**TO DO:** Spot each line in the data below containing "BufferAddress" and copy it.

**PROVIDED DATA:**
────────

//! GPU meshes and the vertex layout shared by all scene pipelines.

use std::ops::Range;

/// Describes how the bytes of a vertex buffer map to shader locations.
pub trait Vertex {
    fn desc() -> wgpu::VertexBufferLayout<'static>;
}

#[repr(C)]
#[derive(Copy, Clone, Debug, PartialEq, bytemuck::Pod, bytemuck::Zeroable)]
pub struct ModelVertex {
    pub position: [f32; 3],
    pub tex_coords: [f32; 2],
    pub normal: [f32; 3],
}

impl Vertex for ModelVertex {
    fn desc() -> wgpu::VertexBufferLayout<'static> {
        use std::mem;
        wgpu::VertexBufferLayout {
            array_stride: mem::size_of::<ModelVertex>() as wgpu::BufferAddress,
            step_mode: wgpu::VertexStepMode::Vertex,
            attributes: &[
                wgpu::VertexAttribute {
                    offset: 0,
                    shader_location: 0,
                    format: wgpu::VertexFormat::Float32x3,
                },
                wgpu::VertexAttribute {
                    offset: mem::size_of::<[f32; 3]>() as wgpu::BufferAddress,
                    shader_location: 1,
                    format: wgpu::VertexFormat::Float32x2,
                },
                wgpu::VertexAttribute {
                    offset: mem::size_of::<[f32; 5]>() as wgpu::BufferAddress,
                    shader_location: 2,
                    format: wgpu::VertexFormat::Float32x3,
                },
            ],
        }
    }
}

/// Uploaded vertex and index buffers of one geometry.
#[derive(Debug)]
pub struct Mesh {
    pub name: String,
    pub vertex_buffer: wgpu::Buffer,
    pub index_buffer: wgpu::Buffer,
    pub num_elements: u32,
}

pub trait DrawModel {
    /// Draws `instances` of the instance buffer currently bound to slot 1.
    fn draw_mesh_instanced(
        &mut self,
        mesh: &Mesh,
        instances: Range<u32>,
        camera_bind_group: &wgpu::BindGroup,
        light_bind_group: &wgpu::BindGroup,
        texture_bind_group: &wgpu::BindGroup,
    );
}

impl DrawModel for wgpu::RenderPass<'_> {
    fn draw_mesh_instanced(
        &mut self,
        mesh: &Mesh,
        instances: Range<u32>,
        camera_bind_group: &wgpu::BindGroup,
        light_bind_group: &wgpu::BindGroup,
        texture_bind_group: &wgpu::BindGroup,
    ) {
        self.set_vertex_buffer(0, mesh.vertex_buffer.slice(..));
        self.set_index_buffer(mesh.index_buffer.slice(..), wgpu::IndexFormat::Uint32);
        self.set_bind_group(0, camera_bind_group, &[]);
        self.set_bind_group(1, light_bind_group, &[]);
        self.set_bind_group(2, texture_bind_group, &[]);
        self.draw_indexed(0..mesh.num_elements, 0, instances);
    }
}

────────

**ANSWER BOX:**
            array_stride: mem::size_of::<ModelVertex>() as wgpu::BufferAddress,
                    offset: mem::size_of::<[f32; 3]>() as wgpu::BufferAddress,
                    offset: mem::size_of::<[f32; 5]>() as wgpu::BufferAddress,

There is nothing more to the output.